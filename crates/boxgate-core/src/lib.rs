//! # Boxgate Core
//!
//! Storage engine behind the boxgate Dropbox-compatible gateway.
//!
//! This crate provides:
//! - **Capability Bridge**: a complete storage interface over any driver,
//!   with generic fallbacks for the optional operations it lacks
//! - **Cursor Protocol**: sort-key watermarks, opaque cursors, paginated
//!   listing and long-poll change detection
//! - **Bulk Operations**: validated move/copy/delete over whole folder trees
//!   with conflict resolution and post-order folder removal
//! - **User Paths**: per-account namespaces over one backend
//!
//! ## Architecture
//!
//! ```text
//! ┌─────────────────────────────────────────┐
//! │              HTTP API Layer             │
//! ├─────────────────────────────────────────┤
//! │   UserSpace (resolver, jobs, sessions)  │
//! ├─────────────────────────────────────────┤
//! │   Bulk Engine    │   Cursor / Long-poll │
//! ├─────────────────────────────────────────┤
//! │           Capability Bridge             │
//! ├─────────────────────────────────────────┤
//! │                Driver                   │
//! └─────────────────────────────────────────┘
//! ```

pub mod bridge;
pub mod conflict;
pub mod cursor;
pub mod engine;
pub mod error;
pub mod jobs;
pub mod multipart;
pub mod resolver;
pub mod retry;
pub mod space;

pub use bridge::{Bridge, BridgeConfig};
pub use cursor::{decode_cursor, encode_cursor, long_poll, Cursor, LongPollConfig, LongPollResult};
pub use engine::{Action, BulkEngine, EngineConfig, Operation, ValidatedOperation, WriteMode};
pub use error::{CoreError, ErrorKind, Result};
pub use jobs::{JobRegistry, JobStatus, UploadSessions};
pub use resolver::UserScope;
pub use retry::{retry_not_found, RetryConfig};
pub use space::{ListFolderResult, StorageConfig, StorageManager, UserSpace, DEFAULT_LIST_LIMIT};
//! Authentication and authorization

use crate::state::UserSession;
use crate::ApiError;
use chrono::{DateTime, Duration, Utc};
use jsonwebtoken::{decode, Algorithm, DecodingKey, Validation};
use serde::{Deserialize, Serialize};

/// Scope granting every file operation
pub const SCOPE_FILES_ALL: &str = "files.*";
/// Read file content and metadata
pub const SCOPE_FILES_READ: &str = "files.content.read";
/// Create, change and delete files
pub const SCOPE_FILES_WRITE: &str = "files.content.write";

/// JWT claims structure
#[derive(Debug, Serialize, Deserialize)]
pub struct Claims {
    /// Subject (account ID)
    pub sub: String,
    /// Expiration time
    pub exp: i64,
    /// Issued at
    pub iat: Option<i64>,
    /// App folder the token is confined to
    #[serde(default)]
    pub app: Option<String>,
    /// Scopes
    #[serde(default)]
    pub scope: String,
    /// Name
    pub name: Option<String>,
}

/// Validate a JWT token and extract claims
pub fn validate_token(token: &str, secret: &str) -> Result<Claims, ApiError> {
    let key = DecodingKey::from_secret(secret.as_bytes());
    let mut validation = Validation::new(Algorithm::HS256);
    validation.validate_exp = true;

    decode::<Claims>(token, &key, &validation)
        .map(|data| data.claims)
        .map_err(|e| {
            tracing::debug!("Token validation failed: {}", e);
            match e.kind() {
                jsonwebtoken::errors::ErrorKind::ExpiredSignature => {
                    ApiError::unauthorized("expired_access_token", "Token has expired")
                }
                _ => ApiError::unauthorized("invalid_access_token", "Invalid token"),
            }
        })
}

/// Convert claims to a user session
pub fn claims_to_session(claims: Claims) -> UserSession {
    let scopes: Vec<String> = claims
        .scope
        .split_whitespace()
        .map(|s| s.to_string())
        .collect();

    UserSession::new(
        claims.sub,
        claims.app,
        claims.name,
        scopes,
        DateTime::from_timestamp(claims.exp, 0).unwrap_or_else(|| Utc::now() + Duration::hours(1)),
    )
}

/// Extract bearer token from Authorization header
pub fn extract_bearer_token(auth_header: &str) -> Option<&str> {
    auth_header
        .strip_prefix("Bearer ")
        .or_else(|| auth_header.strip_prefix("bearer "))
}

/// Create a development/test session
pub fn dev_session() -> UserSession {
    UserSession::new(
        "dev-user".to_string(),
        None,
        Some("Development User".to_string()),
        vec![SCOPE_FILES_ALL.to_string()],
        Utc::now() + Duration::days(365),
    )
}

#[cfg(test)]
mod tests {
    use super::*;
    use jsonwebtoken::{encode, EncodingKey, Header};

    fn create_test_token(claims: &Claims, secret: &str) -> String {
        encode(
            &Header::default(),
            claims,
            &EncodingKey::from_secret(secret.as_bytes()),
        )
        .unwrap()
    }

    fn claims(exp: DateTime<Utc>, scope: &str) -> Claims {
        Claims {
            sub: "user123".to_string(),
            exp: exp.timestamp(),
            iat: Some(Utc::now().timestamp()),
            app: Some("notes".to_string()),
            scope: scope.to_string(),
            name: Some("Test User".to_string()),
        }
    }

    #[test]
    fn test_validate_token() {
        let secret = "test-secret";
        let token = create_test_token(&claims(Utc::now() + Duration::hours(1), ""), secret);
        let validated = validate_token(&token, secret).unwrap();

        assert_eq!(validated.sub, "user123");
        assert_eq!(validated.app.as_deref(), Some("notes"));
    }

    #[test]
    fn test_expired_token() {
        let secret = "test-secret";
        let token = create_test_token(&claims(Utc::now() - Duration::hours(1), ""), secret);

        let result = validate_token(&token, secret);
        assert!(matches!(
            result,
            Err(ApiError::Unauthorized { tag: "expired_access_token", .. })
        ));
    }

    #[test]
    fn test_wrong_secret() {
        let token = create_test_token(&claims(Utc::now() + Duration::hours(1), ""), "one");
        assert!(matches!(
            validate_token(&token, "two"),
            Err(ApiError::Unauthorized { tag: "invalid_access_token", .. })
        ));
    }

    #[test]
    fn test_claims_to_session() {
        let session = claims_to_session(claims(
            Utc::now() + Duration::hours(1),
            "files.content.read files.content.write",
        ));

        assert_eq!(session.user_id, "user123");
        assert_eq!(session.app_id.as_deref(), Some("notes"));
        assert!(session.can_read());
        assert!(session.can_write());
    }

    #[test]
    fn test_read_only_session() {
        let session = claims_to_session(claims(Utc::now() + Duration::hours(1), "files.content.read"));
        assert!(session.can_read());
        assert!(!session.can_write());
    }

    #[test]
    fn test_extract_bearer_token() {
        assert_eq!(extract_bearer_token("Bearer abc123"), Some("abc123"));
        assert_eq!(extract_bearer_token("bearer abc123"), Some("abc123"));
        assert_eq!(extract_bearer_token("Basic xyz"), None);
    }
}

----------

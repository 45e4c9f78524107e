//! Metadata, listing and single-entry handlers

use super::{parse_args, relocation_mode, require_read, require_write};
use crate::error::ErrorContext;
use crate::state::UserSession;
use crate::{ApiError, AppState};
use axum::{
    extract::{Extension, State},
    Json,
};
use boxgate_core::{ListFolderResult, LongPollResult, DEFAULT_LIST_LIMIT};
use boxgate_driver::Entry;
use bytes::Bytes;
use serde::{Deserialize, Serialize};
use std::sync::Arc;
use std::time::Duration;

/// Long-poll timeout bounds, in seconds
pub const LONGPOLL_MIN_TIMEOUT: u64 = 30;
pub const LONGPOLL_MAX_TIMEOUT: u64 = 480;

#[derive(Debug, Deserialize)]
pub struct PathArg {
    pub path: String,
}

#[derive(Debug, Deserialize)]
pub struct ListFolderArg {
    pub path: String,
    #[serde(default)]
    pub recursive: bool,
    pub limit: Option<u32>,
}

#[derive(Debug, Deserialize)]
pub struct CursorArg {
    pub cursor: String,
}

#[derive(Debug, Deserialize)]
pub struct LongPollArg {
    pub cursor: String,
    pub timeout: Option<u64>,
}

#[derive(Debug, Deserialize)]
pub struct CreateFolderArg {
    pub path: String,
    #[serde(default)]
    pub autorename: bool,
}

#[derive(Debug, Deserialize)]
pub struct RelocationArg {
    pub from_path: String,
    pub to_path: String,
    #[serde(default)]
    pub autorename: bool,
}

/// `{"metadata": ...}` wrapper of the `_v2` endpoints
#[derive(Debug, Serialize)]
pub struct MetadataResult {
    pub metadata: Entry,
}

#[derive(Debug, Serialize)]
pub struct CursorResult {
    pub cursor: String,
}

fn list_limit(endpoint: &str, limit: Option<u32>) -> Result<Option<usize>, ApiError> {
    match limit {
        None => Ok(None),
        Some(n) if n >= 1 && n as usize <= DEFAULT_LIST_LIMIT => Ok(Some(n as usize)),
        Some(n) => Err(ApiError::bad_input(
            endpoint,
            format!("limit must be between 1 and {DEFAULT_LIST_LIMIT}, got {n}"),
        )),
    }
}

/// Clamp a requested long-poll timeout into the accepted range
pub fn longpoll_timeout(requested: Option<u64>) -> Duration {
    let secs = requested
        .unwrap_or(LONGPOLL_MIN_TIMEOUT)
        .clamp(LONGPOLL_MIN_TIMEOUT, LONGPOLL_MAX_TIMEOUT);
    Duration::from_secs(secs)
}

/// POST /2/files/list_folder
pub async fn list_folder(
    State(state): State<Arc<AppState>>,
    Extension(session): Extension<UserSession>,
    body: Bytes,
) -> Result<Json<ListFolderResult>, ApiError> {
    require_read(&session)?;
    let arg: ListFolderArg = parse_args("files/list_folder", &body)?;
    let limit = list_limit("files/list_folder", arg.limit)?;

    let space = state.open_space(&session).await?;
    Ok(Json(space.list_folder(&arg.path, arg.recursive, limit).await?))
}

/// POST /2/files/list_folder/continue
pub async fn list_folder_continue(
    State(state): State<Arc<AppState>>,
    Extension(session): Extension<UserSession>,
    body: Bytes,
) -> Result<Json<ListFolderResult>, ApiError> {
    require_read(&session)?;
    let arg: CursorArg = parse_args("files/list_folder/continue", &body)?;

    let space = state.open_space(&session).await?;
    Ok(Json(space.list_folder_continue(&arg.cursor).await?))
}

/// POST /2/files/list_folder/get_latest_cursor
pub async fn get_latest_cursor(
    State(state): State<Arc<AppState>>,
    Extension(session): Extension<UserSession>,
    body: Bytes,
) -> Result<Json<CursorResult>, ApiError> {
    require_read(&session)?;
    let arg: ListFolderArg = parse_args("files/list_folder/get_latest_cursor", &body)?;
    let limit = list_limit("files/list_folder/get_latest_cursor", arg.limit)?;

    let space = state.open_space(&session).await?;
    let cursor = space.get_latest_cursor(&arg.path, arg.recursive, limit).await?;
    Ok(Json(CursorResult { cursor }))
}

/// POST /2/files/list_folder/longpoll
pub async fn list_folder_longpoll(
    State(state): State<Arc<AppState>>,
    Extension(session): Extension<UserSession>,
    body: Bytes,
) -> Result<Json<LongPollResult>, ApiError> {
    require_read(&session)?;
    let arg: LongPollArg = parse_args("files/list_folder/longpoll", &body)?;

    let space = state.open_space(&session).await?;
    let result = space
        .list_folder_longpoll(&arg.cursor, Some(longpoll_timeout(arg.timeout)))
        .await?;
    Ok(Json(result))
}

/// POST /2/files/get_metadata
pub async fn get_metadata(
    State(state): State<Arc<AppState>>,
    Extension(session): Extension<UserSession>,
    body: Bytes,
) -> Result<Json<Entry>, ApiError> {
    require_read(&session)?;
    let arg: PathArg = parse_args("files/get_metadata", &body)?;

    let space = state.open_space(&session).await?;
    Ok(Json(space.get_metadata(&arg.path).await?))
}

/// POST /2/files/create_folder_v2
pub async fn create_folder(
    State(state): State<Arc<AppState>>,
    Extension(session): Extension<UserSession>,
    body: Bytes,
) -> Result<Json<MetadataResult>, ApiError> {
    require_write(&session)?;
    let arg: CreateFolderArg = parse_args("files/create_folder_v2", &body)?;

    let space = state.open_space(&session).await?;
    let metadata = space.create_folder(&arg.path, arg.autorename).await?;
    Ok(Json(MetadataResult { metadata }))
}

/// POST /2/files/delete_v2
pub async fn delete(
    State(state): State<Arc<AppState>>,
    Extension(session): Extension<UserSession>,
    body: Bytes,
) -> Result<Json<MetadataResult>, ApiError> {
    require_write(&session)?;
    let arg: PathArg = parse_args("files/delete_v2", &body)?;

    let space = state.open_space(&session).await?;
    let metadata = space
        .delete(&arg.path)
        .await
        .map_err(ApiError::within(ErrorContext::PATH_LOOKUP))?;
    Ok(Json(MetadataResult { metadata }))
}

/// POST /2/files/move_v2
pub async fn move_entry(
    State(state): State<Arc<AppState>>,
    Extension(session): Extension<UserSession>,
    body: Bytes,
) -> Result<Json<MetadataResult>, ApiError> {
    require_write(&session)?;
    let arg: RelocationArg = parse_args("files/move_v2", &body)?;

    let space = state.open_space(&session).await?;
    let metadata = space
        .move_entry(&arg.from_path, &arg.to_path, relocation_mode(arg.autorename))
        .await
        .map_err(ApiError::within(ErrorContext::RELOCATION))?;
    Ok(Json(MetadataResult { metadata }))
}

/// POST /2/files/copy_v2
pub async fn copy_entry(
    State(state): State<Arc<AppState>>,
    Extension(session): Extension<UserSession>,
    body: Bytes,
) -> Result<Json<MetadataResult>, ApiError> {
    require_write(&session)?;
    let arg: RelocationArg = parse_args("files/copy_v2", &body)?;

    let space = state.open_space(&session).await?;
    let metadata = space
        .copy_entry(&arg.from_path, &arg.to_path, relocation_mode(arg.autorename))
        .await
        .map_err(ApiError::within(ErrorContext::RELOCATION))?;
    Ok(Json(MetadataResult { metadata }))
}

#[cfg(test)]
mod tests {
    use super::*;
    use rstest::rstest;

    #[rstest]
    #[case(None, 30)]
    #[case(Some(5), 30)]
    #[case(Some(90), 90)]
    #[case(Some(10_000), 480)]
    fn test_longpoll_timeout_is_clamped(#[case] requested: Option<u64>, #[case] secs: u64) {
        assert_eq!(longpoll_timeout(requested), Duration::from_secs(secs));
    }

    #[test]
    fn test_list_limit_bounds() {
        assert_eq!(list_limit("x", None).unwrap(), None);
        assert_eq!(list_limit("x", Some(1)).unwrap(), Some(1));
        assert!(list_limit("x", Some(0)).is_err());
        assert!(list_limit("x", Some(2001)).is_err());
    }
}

----------

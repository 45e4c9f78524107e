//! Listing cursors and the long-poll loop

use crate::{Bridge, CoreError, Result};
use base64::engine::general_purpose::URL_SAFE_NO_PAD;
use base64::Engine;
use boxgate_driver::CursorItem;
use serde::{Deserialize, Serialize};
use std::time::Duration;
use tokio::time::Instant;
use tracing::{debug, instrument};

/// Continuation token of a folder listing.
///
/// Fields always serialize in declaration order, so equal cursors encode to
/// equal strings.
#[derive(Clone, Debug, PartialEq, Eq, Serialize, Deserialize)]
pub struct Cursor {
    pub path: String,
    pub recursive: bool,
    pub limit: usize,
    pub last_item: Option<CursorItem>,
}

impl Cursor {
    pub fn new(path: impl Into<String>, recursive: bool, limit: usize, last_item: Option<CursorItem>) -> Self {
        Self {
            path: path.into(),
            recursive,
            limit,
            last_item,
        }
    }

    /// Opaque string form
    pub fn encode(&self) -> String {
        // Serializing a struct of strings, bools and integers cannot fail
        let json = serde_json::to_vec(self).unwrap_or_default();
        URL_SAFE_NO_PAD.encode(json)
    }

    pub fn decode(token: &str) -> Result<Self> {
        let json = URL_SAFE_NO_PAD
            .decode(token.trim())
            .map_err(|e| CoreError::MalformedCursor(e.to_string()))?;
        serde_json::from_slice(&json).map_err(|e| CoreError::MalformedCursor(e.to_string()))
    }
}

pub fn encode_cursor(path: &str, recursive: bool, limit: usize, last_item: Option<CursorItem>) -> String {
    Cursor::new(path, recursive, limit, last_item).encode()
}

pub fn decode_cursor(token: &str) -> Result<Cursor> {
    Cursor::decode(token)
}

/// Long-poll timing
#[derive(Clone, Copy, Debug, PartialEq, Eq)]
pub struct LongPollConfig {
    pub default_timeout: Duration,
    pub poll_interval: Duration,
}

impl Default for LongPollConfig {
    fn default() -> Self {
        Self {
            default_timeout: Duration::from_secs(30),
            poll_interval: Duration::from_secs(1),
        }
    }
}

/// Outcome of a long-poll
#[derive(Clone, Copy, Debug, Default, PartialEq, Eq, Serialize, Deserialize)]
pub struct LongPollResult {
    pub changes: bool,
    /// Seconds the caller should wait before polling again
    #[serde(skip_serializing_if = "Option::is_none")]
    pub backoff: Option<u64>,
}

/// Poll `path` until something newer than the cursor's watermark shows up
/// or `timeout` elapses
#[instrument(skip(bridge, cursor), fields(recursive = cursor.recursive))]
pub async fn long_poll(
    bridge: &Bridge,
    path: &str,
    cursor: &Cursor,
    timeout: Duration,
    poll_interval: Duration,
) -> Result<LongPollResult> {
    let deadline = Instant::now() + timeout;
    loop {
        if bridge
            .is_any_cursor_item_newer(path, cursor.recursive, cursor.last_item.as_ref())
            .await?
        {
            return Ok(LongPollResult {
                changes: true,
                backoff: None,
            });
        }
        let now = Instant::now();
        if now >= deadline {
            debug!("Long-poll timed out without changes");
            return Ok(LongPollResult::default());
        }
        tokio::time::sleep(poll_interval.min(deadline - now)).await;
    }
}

----------

## WORK TASK
Show the lines where the word "cursors" appears in the entries.

## COMPLETED TASK
//! - **Cursor Protocol**: sort-key watermarks, opaque cursors, paginated
//! Listing cursors and the long-poll loop
/// Fields always serialize in declaration order, so equal cursors encode to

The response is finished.